RACISM ALONE DOES NOT EXPLAIN THIS MOMENT

Racism is real in America. It has shaped our history, scarred our institutions, and still influences our politics. There are racists who support Donald Trump. That is true.

But racism alone does not explain this political moment.

If we reduce tens of millions of voters to a single moral defect, we learn nothing. We have taken the easy way out, and we are not thinking critically. We win no one. And we avoid asking hard questions about why so many Americans felt pushed into a choice they did not celebrate but felt compelled to make.

For years, many people who might have shared outrage over certain policies were told to be silent about their own concerns. When drag performers were reading to children in public schools and libraries, anyone who questioned whether that was appropriate was branded hateful. When debates over gender identity moved from adult spaces into elementary classrooms, raising concerns about age-appropriateness was treated as bigotry. When the phrase “I will not define what a woman is” became a political dodge, many ordinary women heard something unsettling, as if biological reality itself had become negotiable.

You can believe in dignity for transgender people and still believe that biological sex is real. You can defend adults’ freedom to live as they choose and still question whether children should undergo irreversible medical procedures. You can oppose cruelty and still believe borders matter. But too often, these distinctions were flattened into “You’re either with us or you’re hateful.”

That moral absolutism drove many common sense, decent people away.

On immigration, many Americans do not support cruelty. They do not support family separation. But they also do not support what they perceive as chaos. When “border security” became synonymous with racism, the conversation shut down instead of maturing. The greatest president of all time believed in securing the border and opposing illegal immigration. This is not a Republican issue.
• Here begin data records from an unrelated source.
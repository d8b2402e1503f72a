// Roster error types
// Every variant is surfaced to clients as a 404

use std::io;
use std::path::PathBuf;
use thiserror::Error;

/// Lookup failure for the `/data` endpoint
#[derive(Error, Debug)]
pub enum LookupError {
    /// The identifier file could not be read
    #[error("File Not Found")]
    SourceUnavailable {
        path: PathBuf,
        #[source]
        source: io::Error,
    },

    /// The requested identifier is not in the (filtered) list
    #[error("ID Not Found")]
    IdNotFound(String),
}

impl LookupError {
    /// Reason phrase sent back to the client
    pub const fn reason(&self) -> &'static str {
        match self {
            Self::SourceUnavailable { .. } => "File Not Found",
            Self::IdNotFound(_) => "ID Not Found",
        }
    }
}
On gender issues, many people were not demanding persecution. They were asking for space to hold to long-standing understandings of sex and womanhood without being told they were denying someone’s humanity. They were asking whether “woman” is more than clothes and surgery—whether reducing womanhood to appearance and anatomy might itself diminish the depth and dignity of women’s lived experience.

If a grown man wants to dress up like a woman and pretend he is a woman, that is his business. But why do I have to deny basic biology, reality, and common sense to indulge his fantasy? He is not a woman. Why am I hateful for stating reality? Things we all learned at least by middle school?

When those questions were mocked instead of answered, resentment grew.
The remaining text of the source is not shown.